Calisthenes,
Plutarch
...It happened that these two philosophers met at an entertainment where
conversation turned on the subject of climate and the temperature of the
air. Callisthenes joined with their opinion, who held that those countries
were colder, and the winter sharper there than in Greece. Anaxarchus would
by no means allow this, but argued against it with some heat. "Surely,"

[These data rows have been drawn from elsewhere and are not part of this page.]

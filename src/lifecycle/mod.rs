//! Lifecycle management subsystem.
//!
//! # Data Flow
//! ```text
//! Shutdown (shutdown.rs):
//!     SIGINT/SIGTERM → stop accepting → drain in-flight requests → close pool → exit
//! ```

pub mod shutdown;

pub use shutdown::shutdown_signal;
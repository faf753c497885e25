//! Observability subsystem.
//!
//! # Data Flow
//! ```text
//! All subsystems emit tracing events
//!     → logging.rs (fmt subscriber, EnvFilter)
//!     → stdout
//! Per-request spans carry the request ID (see http::request).
//! ```
//!
//! # Design Decisions
//! - `RUST_LOG` wins over the configured level when set

pub mod logging;

pub use logging::init_tracing;
//! Request identification.
//!
//! # Responsibilities
//! - Generate a request ID (UUID v4) when the caller did not send one
//! - Echo the ID on the response
//! - Open a tracing span carrying the ID
//! - Derive the client address used in activity logs

use axum::http::{HeaderMap, HeaderName, Request};
use tower_http::request_id::{MakeRequestUuid, PropagateRequestIdLayer, SetRequestIdLayer};

pub const X_REQUEST_ID: &str = "x-request-id";

const X_FORWARDED_FOR: &str = "x-forwarded-for";

pub fn set_request_id() -> SetRequestIdLayer<MakeRequestUuid> {
    SetRequestIdLayer::new(HeaderName::from_static(X_REQUEST_ID), MakeRequestUuid)
}

pub fn propagate_request_id() -> PropagateRequestIdLayer {
    PropagateRequestIdLayer::new(HeaderName::from_static(X_REQUEST_ID))
}

/// Span for one inbound request.
pub fn request_span<B>(request: &Request<B>) -> tracing::Span {
    let request_id = request
        .headers()
        .get(X_REQUEST_ID)
        .and_then(|v| v.to_str().ok())
        .unwrap_or("unknown");

    tracing::info_span!(
        "request",
        method = %request.method(),
        uri = %request.uri(),
        request_id = %request_id,
    )
}

/// `X-Forwarded-For` as sent, or `unknown`.
pub fn client_ip(headers: &HeaderMap) -> String {
    headers
        .get(X_FORWARDED_FOR)
        .and_then(|v| v.to_str().ok())
        .filter(|v| !v.is_empty())
        .unwrap_or("unknown")
        .to_string()
}
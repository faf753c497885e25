use std::sync::Mutex;

use async_trait::async_trait;

use crate::store::error::StoreError;
use crate::store::models::{AuthenticatedUser, LoginCredentials, LoyaltyTier, SystemSetting};
use crate::store::LoyaltyStore;

/// A logged activity row.
#[derive(Debug, Clone, PartialEq, Eq)]
pub struct ActivityEntry {
    pub user_id: i64,
    pub activity_type: String,
    pub description: String,
    pub ip_address: String,
}

#[derive(Default)]
struct Inner {
    users: Vec<AuthenticatedUser>,
    credentials: Vec<LoginCredentials>,
    tiers: Vec<LoyaltyTier>,
    settings: Vec<SystemSetting>,
    activity: Vec<ActivityEntry>,
    logins: Vec<i64>,
    fail: bool,
    fail_settings: bool,
}

/// In-process store used by tests and local experiments.
#[derive(Default)]
pub struct InMemoryStore {
    inner: Mutex<Inner>,
}

impl InMemoryStore {
    pub fn new() -> Self {
        Self::default()
    }

    pub fn with_user(self, user: AuthenticatedUser) -> Self {
        self.lock_mut(|inner| inner.users.push(user));
        self
    }

    pub fn with_credentials(self, credentials: LoginCredentials) -> Self {
        self.lock_mut(|inner| inner.credentials.push(credentials));
        self
    }

    pub fn with_tier(self, tier: LoyaltyTier) -> Self {
        self.lock_mut(|inner| inner.tiers.push(tier));
        self
    }

    pub fn with_setting(self, key: &str, value: &str, category: &str) -> Self {
        self.lock_mut(|inner| {
            inner.settings.push(SystemSetting {
                key: key.to_string(),
                value: Some(value.to_string()),
                description: None,
                category: Some(category.to_string()),
                setting_type: Some("string".to_string()),
            })
        });
        self
    }

    /// Make every subsequent call fail, as an unreachable database would.
    pub fn failing(self) -> Self {
        self.lock_mut(|inner| inner.fail = true);
        self
    }

    /// Fail only the settings list reads.
    pub fn failing_settings(self) -> Self {
        self.lock_mut(|inner| inner.fail_settings = true);
        self
    }

    pub fn activity(&self) -> Vec<ActivityEntry> {
        self.lock().map(|inner| inner.activity.clone()).unwrap_or_default()
    }

    /// Users whose last login was recorded, in order.
    pub fn logins(&self) -> Vec<i64> {
        self.lock().map(|inner| inner.logins.clone()).unwrap_or_default()
    }

    fn settings_lock(&self) -> Result<std::sync::MutexGuard<'_, Inner>, StoreError> {
        let inner = self.lock()?;
        if inner.fail_settings {
            return Err(StoreError::Internal("settings unavailable".into()));
        }
        Ok(inner)
    }

    fn lock(&self) -> Result<std::sync::MutexGuard<'_, Inner>, StoreError> {
        let inner = self
            .inner
            .lock()
            .map_err(|_| StoreError::Internal("lock poisoned".into()))?;
        if inner.fail {
            return Err(StoreError::Internal("store unavailable".into()));
        }
        Ok(inner)
    }

    fn lock_mut(&self, f: impl FnOnce(&mut Inner)) {
        if let Ok(mut inner) = self.inner.lock() {
            f(&mut inner);
        }
    }
}

#[async_trait]
impl LoyaltyStore for InMemoryStore {
    async fn user_by_id(&self, id: i64) -> Result<Option<AuthenticatedUser>, StoreError> {
        Ok(self.lock()?.users.iter().find(|u| u.id == id).cloned())
    }

    async fn login_credentials(&self, email: &str) -> Result<Option<LoginCredentials>, StoreError> {
        Ok(self.lock()?.credentials.iter().find(|c| c.email == email).cloned())
    }

    async fn record_login(&self, user_id: i64) -> Result<(), StoreError> {
        self.lock()?.logins.push(user_id);
        Ok(())
    }

    async fn user_count(&self) -> Result<i64, StoreError> {
        Ok(self.lock()?.users.len() as i64)
    }

    async fn active_tiers(&self) -> Result<Vec<LoyaltyTier>, StoreError> {
        let mut tiers: Vec<_> = self.lock()?.tiers.iter().filter(|t| t.is_active).cloned().collect();
        tiers.sort_by_key(|t| t.tier_level);
        Ok(tiers)
    }

    async fn system_settings(&self) -> Result<Vec<SystemSetting>, StoreError> {
        let mut settings = self.settings_lock()?.settings.clone();
        settings.sort_by(|a, b| (&a.category, &a.key).cmp(&(&b.category, &b.key)));
        Ok(settings)
    }

    async fn system_settings_by_category(&self, category: &str) -> Result<Vec<SystemSetting>, StoreError> {
        let mut settings: Vec<_> = self
            .settings_lock()?
            .settings
            .iter()
            .filter(|s| s.category.as_deref() == Some(category))
            .map(|s| SystemSetting {
                category: None,
                setting_type: None,
                ..s.clone()
            })
            .collect();
        settings.sort_by(|a, b| a.key.cmp(&b.key));
        Ok(settings)
    }

    async fn system_setting(&self, key: &str) -> Result<Option<String>, StoreError> {
        Ok(self
            .lock()?
            .settings
            .iter()
            .find(|s| s.key == key)
            .and_then(|s| s.value.clone())
            .filter(|v| !v.is_empty()))
    }

    async fn log_activity(
        &self,
        user_id: i64,
        activity_type: &str,
        description: &str,
        ip_address: &str,
    ) -> Result<(), StoreError> {
        self.lock()?.activity.push(ActivityEntry {
            user_id,
            activity_type: activity_type.to_string(),
            description: description.to_string(),
            ip_address: ip_address.to_string(),
        });
        Ok(())
    }
}

#[cfg(test)]
mod tests {
    use super::*;

    fn tier(id: i64, level: i64, active: bool) -> LoyaltyTier {
        LoyaltyTier {
            id,
            tier_name: format!("Tier {level}"),
            tier_level: level,
            min_spending: None,
            min_visits: None,
            min_points: None,
            points_multiplier: Some("1.00".into()),
            benefits: None,
            tier_color: None,
            tier_icon: None,
            is_active: active,
        }
    }

    #[tokio::test]
    async fn tiers_are_active_and_ordered() {
        let store = InMemoryStore::new()
            .with_tier(tier(1, 3, true))
            .with_tier(tier(2, 1, true))
            .with_tier(tier(3, 2, false));
        let tiers = store.active_tiers().await.unwrap();
        assert_eq!(tiers.iter().map(|t| t.id).collect::<Vec<_>>(), vec![2, 1]);
    }

    #[tokio::test]
    async fn settings_by_category_drop_category_columns() {
        let store = InMemoryStore::new()
            .with_setting("chat_enabled", "false", "chat")
            .with_setting("company_name", "Acme", "general");
        let chat = store.system_settings_by_category("chat").await.unwrap();
        assert_eq!(chat.len(), 1);
        assert_eq!(chat[0].key, "chat_enabled");
        assert!(chat[0].category.is_none());
    }

    #[tokio::test]
    async fn failing_store_errors() {
        let store = InMemoryStore::new().failing();
        assert!(store.user_count().await.is_err());
    }

    #[tokio::test]
    async fn failing_settings_leave_other_reads_alone() {
        let store = InMemoryStore::new()
            .with_setting("chat_enabled", "false", "chat")
            .failing_settings();
        assert!(store.system_settings().await.is_err());
        assert!(store.system_settings_by_category("chat").await.is_err());
        assert_eq!(store.system_setting("chat_enabled").await.unwrap().as_deref(), Some("false"));
        assert_eq!(store.user_count().await.unwrap(), 0);
    }
}
//! Configuration validation.
//!
//! # Responsibilities
//! - Semantic validation (serde handles syntactic)
//! - Check the backend override is an absolute http(s) URL
//! - Validate value ranges (timeouts > 0, pool size > 0)
//!
//! # Design Decisions
//! - Returns all validation errors, not just first
//! - Validation is pure function: GatewayConfig → Result<(), Vec<ValidationError>>

use std::net::SocketAddr;

use thiserror::Error;
use url::Url;

use crate::config::schema::GatewayConfig;

#[derive(Debug, Clone, PartialEq, Eq, Error)]
pub enum ValidationError {
    #[error("invalid bind address '{0}'")]
    BindAddress(String),

    #[error("base path '{0}' must start with '/' and not end with '/'")]
    BasePath(String),

    #[error("backend override '{0}' is not an absolute http(s) URL")]
    BackendOverride(String),

    #[error("{0} must be greater than zero")]
    Zero(&'static str),
}

pub fn validate_config(config: &GatewayConfig) -> Result<(), Vec<ValidationError>> {
    let mut errors = Vec::new();

    if config.listener.bind_address.parse::<SocketAddr>().is_err() {
        errors.push(ValidationError::BindAddress(config.listener.bind_address.clone()));
    }

    let base = &config.listener.base_path;
    if !base.is_empty() && (!base.starts_with('/') || base.ends_with('/')) {
        errors.push(ValidationError::BasePath(base.clone()));
    }

    for candidate in [&config.backend.internal_url, &config.backend.url] {
        if !candidate.is_empty() && !is_http_url(candidate) {
            errors.push(ValidationError::BackendOverride(candidate.clone()));
        }
    }

    if config.database.max_connections == 0 {
        errors.push(ValidationError::Zero("database.max_connections"));
    }
    if config.timeouts.request_secs == 0 {
        errors.push(ValidationError::Zero("timeouts.request_secs"));
    }
    if config.auth.session_max_age_secs == 0 {
        errors.push(ValidationError::Zero("auth.session_max_age_secs"));
    }

    if errors.is_empty() {
        Ok(())
    } else {
        Err(errors)
    }
}

fn is_http_url(s: &str) -> bool {
    Url::parse(s)
        .map(|u| matches!(u.scheme(), "http" | "https") && u.has_host())
        .unwrap_or(false)
}

#[cfg(test)]
mod tests {
    use super::*;

    #[test]
    fn defaults_are_valid() {
        assert!(validate_config(&GatewayConfig::default()).is_ok());
    }

    #[test]
    fn collects_every_error() {
        let mut config = GatewayConfig::default();
        config.listener.bind_address = "nope".into();
        config.listener.base_path = "loyalty/".into();
        config.backend.url = "ftp://files.example.com".into();
        config.timeouts.request_secs = 0;

        let errors = validate_config(&config).unwrap_err();
        assert_eq!(errors.len(), 4);
        assert!(errors.contains(&ValidationError::Zero("timeouts.request_secs")));
    }

    #[test]
    fn accepts_https_override_and_base_path() {
        let mut config = GatewayConfig::default();
        config.backend.internal_url = "https://backend.internal".into();
        config.listener.base_path = "/loyalty".into();
        assert!(validate_config(&config).is_ok());
    }
}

said Callisthenes, "you cannot but admit this country to be colder
than Greece, for there you used to have but one threadbare cloak to keep
out the coldest winter, and here you have three good warm mantles one over
another." This piece of raillery irritated Anaxarchus and the other
pretenders to learning, and the crowd of flatterers in general could not
endure to see Callisthenes so much admired and followed by the youth, and
no less esteemed by the older men for his orderly life and his gravity
and for being contented with his condition; and confirming what he had
professed about the object he had in his journey to Alexander, that it
was only to get his countrymen recalled from banishment, and to rebuild
and repeople his native town. Besides the envy which his great reputation
raised, he also, by his own deportment, gave those who wished him ill opportunity
to do him mischief. For when he was invited to public entertainments, he
would most times refuse to come, or if he were present at any, he put a
constraint upon the company by his austerity and silence, which seemed
to intimate his disapproval of what he saw. So that Alexander himself said
in application to him,-
"That vain pretence to wisdom I detest, Where a man's blind to
his own interest." Being with many more invited to sup with the king,
he was called upon when the cup came to him, to make an oration extempore
in praise of the Macedonians; and he did it with such a flow of eloquence,
that all who heard it rose from their seats to clap and applaud him, and
threw their garland upon him; only Alexander told him out of Euripides,-
"I wonder not that you have spoke so well, 'Tis easy on good subjects
to excel." "Therefore," said he, "if you will show
the force of your eloquence, tell my Macedonians their faults, and dispraise
them, that by hearing their errors they may learn to be better for the
future." Callisthenes presently obeyed him, retracting all he had
said before, and, inveighing against the Macedonians with great freedom,
added, that Philip thrived and grew powerful, chiefly by the discord of
the Grecians, applying this verse to him,-
"In civil strife e'en villains rise to fame;" which so offended
the Macedonians, that he was odious to them ever after. And Alexander said,
that instead of his eloquence, he had only made his ill-will appear in
what he had spoken. Hermippus assures us that one Stroebus, a servant whom
Callisthenes kept to read to him, gave this account of these passages afterwards
to Aristotle; and that when he perceived the king grow more and more averse
to him, two or three times, as he was going away, he repeated the verses,-
"Death seiz'd at last on great Patroclus too, Though he in
virtue far exceeded you."
Not without reason, therefore, did Aristotle give this character of
Callisthenes, that he was, indeed, a powerful speaker, but had no judgment.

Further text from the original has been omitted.